VGA Controller – Timing


Horizontal timing on the left half of the board: A 25MHZ crystal clocks a 12bit ripple counter, counter output goes to 3 separate 4-to-16 decoders, a collection of AND gates and inverters switch a pair of flip-flops on and off at the right clock counts to produce the horizontal sync.
Vertical timing on the right half of the board, almost identical to the horizontal timing, just clocked by the horizontal sync rather than the crystal.
To test the timing a grid is drawn by turning on the green output, controlled by the vertical and horizontal count decoders. The (approximately) correct voltage is achieved by using a resistor and diode so that the green output voltage is one diode drop.

VGA Controller – Pixel Shift Register


The fixed grid output is replaced by a shift register, the shift register is loaded with the next eight pixels which are then clocked out to drive the green output by the horizontal timing. Once all eight are clocked out the shift register is reloaded.
This test has the input of the shift register hard wired so the pattern is always the same.

VGA Controller – Character ROM


Next a character ROM is added and the output is used to load the shift register. The vertical timing is used for the lower address bits so that each line of output uses the next line of the selected character. In this test the high bits that select the character are hard coded to output a smiley face.

VGA Controller – Memory Addressing


Now video memory is added, in this test another ROM is used rather than RAM so that the data is always present and doesn’t need a CPU to load it. The output of the video memory is used to set the upper bits of the character ROM address and therefore select the character to be displayed.
The lower right corner of the board contains the logic that addresses the video memory.

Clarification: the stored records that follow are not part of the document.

fn env_var_bool_or_default(key: &str, default: bool) -> Result<bool, ConfigError> {
    match env_var_optional(key) {
        Some(v) => match v.to_ascii_lowercase().as_str() {
            "1" | "true" | "yes" | "on" => Ok(true),
            "0" | "false" | "no" | "off" => Ok(false),
            _ => Err(ConfigError::Invalid(format!(
                "{key} must be a valid boolean"
            ))),
        },
        _ => Ok(default),
    }
}

fn env_var_cookie_same_site_or_default(
    key: &str,
    default: CookieSameSite,
) -> Result<CookieSameSite, ConfigError> {
    match env_var_optional(key) {
        Some(v) => match v.to_ascii_lowercase().as_str() {
            "none" => Ok(CookieSameSite::None),
            "lax" => Ok(CookieSameSite::Lax),
            "strict" => Ok(CookieSameSite::Strict),
            _ => Err(ConfigError::Invalid(format!(
                "{key} must be one of: none, lax, strict"
            ))),
        },
        _ => Ok(default),
    }
}

#[cfg(test)]
mod tests {
    use super::*;
    use serial_test::serial;

    const ENV_KEYS: &[&str] = &[
        "AUTH_JWT_SECRET",
        "AUTH_EMAIL_VERIFICATION_TOKEN_EXPIRY_SECS",
        "AUTH_COOKIE_SAME_SITE",
        "SUPABASE_URL",
        "RESEND_API_KEY",
        "EMAIL_FROM",
        "APP_URL",
    ];

    fn env_clear() {
        for key in ENV_KEYS {
            // SAFETY: env-mutating tests are serialized with `#[serial]`.
            unsafe { std::env::remove_var(key) };
        }
    }

    fn env_set(key: &str, value: &str) {
        // SAFETY: env-mutating tests are serialized with `#[serial]`.
        unsafe { std::env::set_var(key, value) };
    }

    #[test]
    fn defaults_match_registration_policy() {
        let cfg = AppConfig::default();
        assert_eq!(cfg.password_min_length, 6);
        assert_eq!(
            cfg.email_verification_token_expiry,
            Duration::from_secs(24 * 60 * 60)
        );
        assert!(!cfg.password_require_letter);
        assert!(!cfg.password_require_number);
    }

    #[test]
    fn validate_fails_short_secret() {
        let cfg = AppConfig {
            jwt_secret: "short".to_string(),
            ..Default::default()
        };
        assert!(matches!(cfg.validate(), Err(ConfigError::Invalid(_))));
    }

    #[test]
    fn validate_requires_app_url_when_confirmation_required() {
        let cfg = AppConfig {
            jwt_secret: "a".repeat(32),
            email_confirmation_require: true,
            email_link_base_url: None,
            ..Default::default()
        };
        assert!(matches!(cfg.validate(), Err(ConfigError::Invalid(_))));
    }

    #[test]
    #[serial]
    fn from_env_requires_jwt_secret() {
        env_clear();
        assert_eq!(
            AppConfig::from_env().unwrap_err(),
            ConfigError::MissingEnv("AUTH_JWT_SECRET")
        );
    }

    #[test]
    #[serial]
    fn from_env_tolerates_missing_gateway_credentials() {
        env_clear();
        env_set("AUTH_JWT_SECRET", &"s".repeat(40));

        let cfg = AppConfig::from_env().expect("config loads without gateways");
        assert!(cfg.database_url.is_none());
        assert!(!cfg.email_configured());

        let missing: Vec<_> = cfg
            .env_report()
            .into_iter()
            .filter(|v| v.required && !v.present)
            .map(|v| v.name)
            .collect();
        assert!(missing.contains(&"SUPABASE_URL"));
        assert!(missing.contains(&"RESEND_API_KEY"));
        assert!(!missing.contains(&"AUTH_JWT_SECRET"));
        env_clear();
    }

    #[test]
    #[serial]
    fn from_env_parses_overrides() {
        env_clear();
        env_set("AUTH_JWT_SECRET", &"s".repeat(40));
        env_set("AUTH_EMAIL_VERIFICATION_TOKEN_EXPIRY_SECS", "120");
        env_set("AUTH_COOKIE_SAME_SITE", "Strict");
        env_set("APP_URL", "https://lifex.app");

        let cfg = AppConfig::from_env().expect("config");
        assert_eq!(cfg.email_verification_token_expiry, Duration::from_secs(120));
        assert_eq!(cfg.cookie_same_site, CookieSameSite::Strict);
        assert_eq!(cfg.email_link_base_url.as_deref(), Some("https://lifex.app"));
        env_clear();
    }

    #[test]
    #[serial]
    fn from_env_rejects_bad_numbers() {
        env_clear();
        env_set("AUTH_JWT_SECRET", &"s".repeat(40));
        env_set("AUTH_EMAIL_VERIFICATION_TOKEN_EXPIRY_SECS", "soon");

        assert!(matches!(
            AppConfig::from_env(),
            Err(ConfigError::Invalid(_))
        ));
        env_clear();
    }
}
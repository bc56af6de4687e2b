//! # lifex
//!
//! Account service for LifeX: registration, email confirmation, sessions,
//! profiles and location preferences, served as JSON over axum.
//!
//! ## Features
//!
//! - **Single-use confirmation tokens** hashed at rest, redeemed with one
//!   conditional write so concurrent clicks cannot both succeed
//! - **JWT session cookie** (httpOnly) validated by a middleware
//! - **Pluggable storage** through the [`Backend`] trait (PostgREST or in-memory)
//! - **Pluggable email gateway** through the [`EmailSender`] trait
//!
//! ## Quick Start
//!
//! ```rust,ignore
//! use lifex::{App, AppConfig, ResendSender, gateway::PostgrestBackend};
//!
//! let config = AppConfig::from_env()?;
//! let client = reqwest::Client::new();
//! let backend = PostgrestBackend::from_config(client.clone(), &config);
//! let sender = ResendSender::from_config(client, &config);
//!
//! let app = App::new(config, backend)?.with_email_sender(sender);
//! let router = app.router();
//! ```
//!
//! ## Endpoints
//!
//! - `POST /api/auth/register` - Create an unverified account and send the confirmation email
//! - `POST /api/auth/login` - Authenticate and set the session cookie
//! - `POST /api/auth/logout` - Clear the session cookie
//! - `GET /api/auth/me` - Current user (requires session)
//! - `POST /api/auth/profile` - Update profile fields (requires session)
//! - `GET /auth/confirm?token=` / `POST /api/auth/confirm` - Redeem a confirmation token
//! - `POST /api/auth/resend-confirmation` - Issue a new confirmation email
//! - `POST /api/auth/password/forgot` / `POST /api/auth/password/reset`
//! - `GET|POST /api/user/location-preferences` (requires session)
//! - `GET /api/diagnostics/env`, `GET /api/diagnostics/email`, `GET /api/health`

mod backend;
mod config;
pub mod confirmation;
mod cookies;
mod email;
mod email_sender;
mod error;
mod extractors;
pub mod gateway;
pub mod handlers;
pub mod middleware;
pub mod openapi;
mod password;
pub mod sweeper;
pub mod telemetry;
mod templates;
pub mod testing;
pub mod tokens;
pub mod verification;

use axum::Router;
use chrono::{DateTime, Utc};
use serde::{Deserialize, Serialize};
use std::sync::Arc;
use utoipa::ToSchema;
use uuid::Uuid;

pub use backend::{
    Backend, ConfirmationToken, ConsumeOutcome, LocationPreferences, LocationPreferencesUpdate,
    NewUser, ProfileUpdate, UserAccount,
};
pub use config::{AppConfig, ConfigError, CookieSameSite, EnvVarStatus};
pub use confirmation::{ConfirmationDelivery, ConfirmationError, ConfirmationService, IssuedToken};
pub use email_sender::{EmailMessage, EmailReceipt, EmailSendError, EmailSender, ResendSender};
pub use error::{AppError, ErrorResponse};
pub use extractors::CurrentUser;
pub use verification::TokenKind;

/// Public view of an account. Never includes the password hash.
#[derive(Debug, Clone, PartialEq, Serialize, Deserialize, ToSchema)]
#[serde(rename_all = "camelCase")]
pub struct UserResponse {
    pub id: Uuid,
    pub email: String,
    pub username: String,
    pub email_verified: bool,
    pub email_verified_at: Option<DateTime<Utc>>,
    pub full_name: Option<String>,
    pub avatar_url: Option<String>,
    pub bio: Option<String>,
    pub created_at: DateTime<Utc>,
    pub last_sign_in_at: Option<DateTime<Utc>>,
}

impl From<&UserAccount> for UserResponse {
    fn from(user: &UserAccount) -> Self {
        Self {
            id: user.id,
            email: user.email.clone(),
            username: user.username.clone(),
            email_verified: user.email_verified,
            email_verified_at: user.email_verified_at,
            full_name: user.full_name.clone(),
            avatar_url: user.avatar_url.clone(),
            bio: user.bio.clone(),
            created_at: user.created_at,
            last_sign_in_at: user.last_sign_in_at,
        }
    }
}

/// Shared application state. Cheap to clone.
///
/// # Type Parameters
///
/// - `B`: storage implementing [`Backend`]
/// - `E`: email gateway implementing [`EmailSender`] (defaults to the no-op `()`)
#[derive(Clone)]
pub struct App<B: Backend, E: EmailSender = ()> {
    config: Arc<AppConfig>,
    backend: B,
    email_sender: E,
}

impl<B: Backend> App<B, ()> {
    /// Create an app with the no-op email sender.
    pub fn new(config: AppConfig, backend: B) -> Result<Self, ConfigError> {
        config.validate()?;
        Ok(Self {
            config: Arc::new(config),
            backend,
            email_sender: (),
        })
    }
}

impl<B: Backend, E: EmailSender> App<B, E> {
    /// Attach an email gateway.
    pub fn with_email_sender<NewE: EmailSender>(self, email_sender: NewE) -> App<B, NewE> {
        App {
            config: self.config,
            backend: self.backend,
            email_sender,
        }
    }

    /// All endpoints with the session middleware applied, for merging into a larger router.
    pub fn routes<S>(&self) -> Router<S>
    where
        S: Clone + Send + Sync + 'static,
    {
        Router::new()
            .merge(handlers::register_routes::<B, E>())
            .merge(handlers::login_routes::<B, E>())
            .merge(handlers::logout_routes::<B, E>())
            .merge(handlers::me_routes::<B, E>())
            .merge(handlers::profile_routes::<B, E>())
            .merge(handlers::confirm_routes::<B, E>())
            .merge(handlers::resend_routes::<B, E>())
            .merge(handlers::password_routes::<B, E>())
            .merge(handlers::location_routes::<B, E>())
            .merge(handlers::diagnostics_routes::<B, E>())
            .merge(handlers::health_routes::<B, E>())
            .layer(axum::middleware::from_fn_with_state(
                self.clone(),
                middleware::session::<B, E>,
            ))
            .with_state(self.clone())
    }

    /// Standalone router.
    pub fn router(&self) -> Router {
        self.routes::<()>()
    }

    pub fn config(&self) -> &AppConfig {
        &self.config
    }

    pub fn backend(&self) -> &B {
        &self.backend
    }

    pub fn email_sender(&self) -> &E {
        &self.email_sender
    }

    /// Token service bound to this app's config, backend and sender.
    pub fn confirmation(&self) -> ConfirmationService<'_, B, E> {
        ConfirmationService::new(&self.config, &self.backend, &self.email_sender)
    }
}
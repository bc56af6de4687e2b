//! Session middleware for axum.

use crate::{
    App, Backend, EmailSender, cookies::session_cookie_clear, tokens::session_token_validate,
};
use axum::{
    body::Body,
    extract::{Request, State},
    http::header::SET_COOKIE,
    middleware::Next,
    response::{IntoResponse, Response},
};
use axum_extra::extract::cookie::CookieJar;
use uuid::Uuid;

/// Session carried through request extensions.
///
/// Populated by [`session`] and consumed by [`CurrentUser`](crate::CurrentUser).
#[derive(Debug, Clone, Default)]
pub(crate) struct SessionContext {
    /// User ID if a valid session cookie was presented.
    pub user_id: Option<Uuid>,
    pub email: Option<String>,
}

/// Session middleware.
///
/// # Behavior
/// - **Valid session cookie**: injects an authenticated [`SessionContext`]
/// - **Invalid or expired cookie**: injects an anonymous context and clears the
///   cookie, unless the handler already set a new one
/// - **No cookie**: injects an anonymous context
pub async fn session<B: Backend, E: EmailSender>(
    State(app): State<App<B, E>>,
    mut request: Request<Body>,
    next: Next,
) -> Response {
    let jar = CookieJar::from_headers(request.headers());
    let config = app.config();
    let mut context = SessionContext::default();
    let mut stale = false;

    if let Some(cookie) = jar.get(&config.cookie_name)
        && !cookie.value().is_empty()
    {
        match session_token_validate(cookie.value(), config) {
            Ok(claims) => match Uuid::parse_str(&claims.sub) {
                Ok(user_id) => {
                    context.user_id = Some(user_id);
                    context.email = Some(claims.email);
                }
                Err(_) => stale = true,
            },
            Err(e) => {
                tracing::debug!(error = %e, "discarding invalid session cookie");
                stale = true;
            }
        }
    }

    request.extensions_mut().insert(context);

    let response = next.run(request).await;

    if !stale {
        return response;
    }

    let prefix = format!("{}=", config.cookie_name);
    let replaced = response
        .headers()
        .get_all(SET_COOKIE)
        .iter()
        .any(|v| v.to_str().is_ok_and(|v| v.starts_with(&prefix)));
    if replaced {
        return response;
    }

    (CookieJar::new().add(session_cookie_clear(config)), response).into_response()
}

#[cfg(test)]
mod tests {
    use super::*;
    use crate::{AppConfig, CurrentUser, gateway::MemoryBackend, tokens::session_token_generate};
    use axum::{
        Router,
        http::{Request, StatusCode, header::COOKIE},
        routing::get,
    };
    use tower::util::ServiceExt;

    async fn whoami(user: CurrentUser) -> String {
        user.email
    }

    fn app() -> App<MemoryBackend> {
        let config = AppConfig {
            jwt_secret: "k".repeat(32),
            ..Default::default()
        };
        App::new(config, MemoryBackend::new()).unwrap()
    }

    fn router(app: &App<MemoryBackend>) -> Router {
        Router::new()
            .route("/", get(whoami))
            .layer(axum::middleware::from_fn_with_state(
                app.clone(),
                session::<MemoryBackend, ()>,
            ))
    }

    #[tokio::test]
    async fn valid_cookie_authenticates() {
        let app = app();
        let token =
            session_token_generate(Uuid::new_v4(), "a@b.co".to_string(), app.config()).unwrap();

        let response = router(&app)
            .oneshot(
                Request::builder()
                    .uri("/")
                    .header(COOKIE, format!("lifex_session={token}"))
                    .body(Body::empty())
                    .unwrap(),
            )
            .await
            .unwrap();

        assert_eq!(response.status(), StatusCode::OK);
        assert!(response.headers().get(SET_COOKIE).is_none());
    }

    #[tokio::test]
    async fn missing_cookie_is_unauthorized() {
        let app = app();
        let response = router(&app)
            .oneshot(Request::builder().uri("/").body(Body::empty()).unwrap())
            .await
            .unwrap();

        assert_eq!(response.status(), StatusCode::UNAUTHORIZED);
    }

    #[tokio::test]
    async fn tampered_cookie_is_cleared() {
        let app = app();
        let response = router(&app)
            .oneshot(
                Request::builder()
                    .uri("/")
                    .header(COOKIE, "lifex_session=not.a.jwt")
                    .body(Body::empty())
                    .unwrap(),
            )
            .await
            .unwrap();

        assert_eq!(response.status(), StatusCode::UNAUTHORIZED);
        let cleared = response
            .headers()
            .get(SET_COOKIE)
            .and_then(|v| v.to_str().ok())
            .unwrap_or_default();
        assert!(cleared.starts_with("lifex_session=;"));
    }
}
//! Password policy and Argon2id hashing.

use crate::{config::AppConfig, error::AppError};
use argon2::{
    Argon2,
    password_hash::{
        self, PasswordHash, PasswordHasher, PasswordVerifier, SaltString, rand_core::OsRng,
    },
};

/// Check `password` against the configured policy.
///
/// Length is counted in characters. The first failing rule is reported as
/// [`AppError::WeakPassword`].
pub fn password_validate(password: &str, config: &AppConfig) -> Result<(), AppError> {
    let length = password.chars().count();
    let (min, max) = (config.password_min_length, config.password_max_length);

    let failure = if length < min {
        Some(format!("Password must be at least {min} characters"))
    } else if length > max {
        Some(format!("Password must be at most {max} characters"))
    } else if config.password_require_letter && !password.chars().any(char::is_alphabetic) {
        Some("Password must contain a letter".to_string())
    } else if config.password_require_number && !password.chars().any(char::is_numeric) {
        Some("Password must contain a number".to_string())
    } else {
        None
    };

    match failure {
        Some(reason) => Err(AppError::WeakPassword(reason)),
        None => Ok(()),
    }
}

/// Hash with Argon2id and a fresh salt, in PHC string form.
pub fn password_hash(password: &str) -> Result<String, AppError> {
    let salt = SaltString::generate(&mut OsRng);
    Argon2::default()
        .hash_password(password.as_bytes(), &salt)
        .map(|hash| hash.to_string())
        .map_err(|e| AppError::PasswordHash(e.to_string()))
}

/// Compare `password` with a stored PHC hash.
///
/// A mismatch is `Ok(false)`. Only an unreadable stored hash is an error.
pub fn password_verify(password: &str, stored: &str) -> Result<bool, AppError> {
    let stored = PasswordHash::new(stored).map_err(|e| AppError::PasswordHash(e.to_string()))?;

    match Argon2::default().verify_password(password.as_bytes(), &stored) {
        Ok(()) => Ok(true),
        Err(password_hash::Error::Password) => Ok(false),
        Err(e) => Err(AppError::PasswordHash(e.to_string())),
    }
}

It has to increment through the first 80 characters, then repeat those first 80 characters 16 times to output all lines of the first row of text, then move onto the next 80 characters and repeat those 16 times, then onto the next line, repeating for all of the lines.
Each character is 8×16 pixels which makes the logic much simpler as the divisions are just shifts, with the 640×480 VGA timing this gives us 80×30 characters, requiring 2400 bytes of video memory.

PS/2 Keyboard Controller


With text video output working a PS/2 keyboard controller is added based around a serial-in-parallel-out shift register.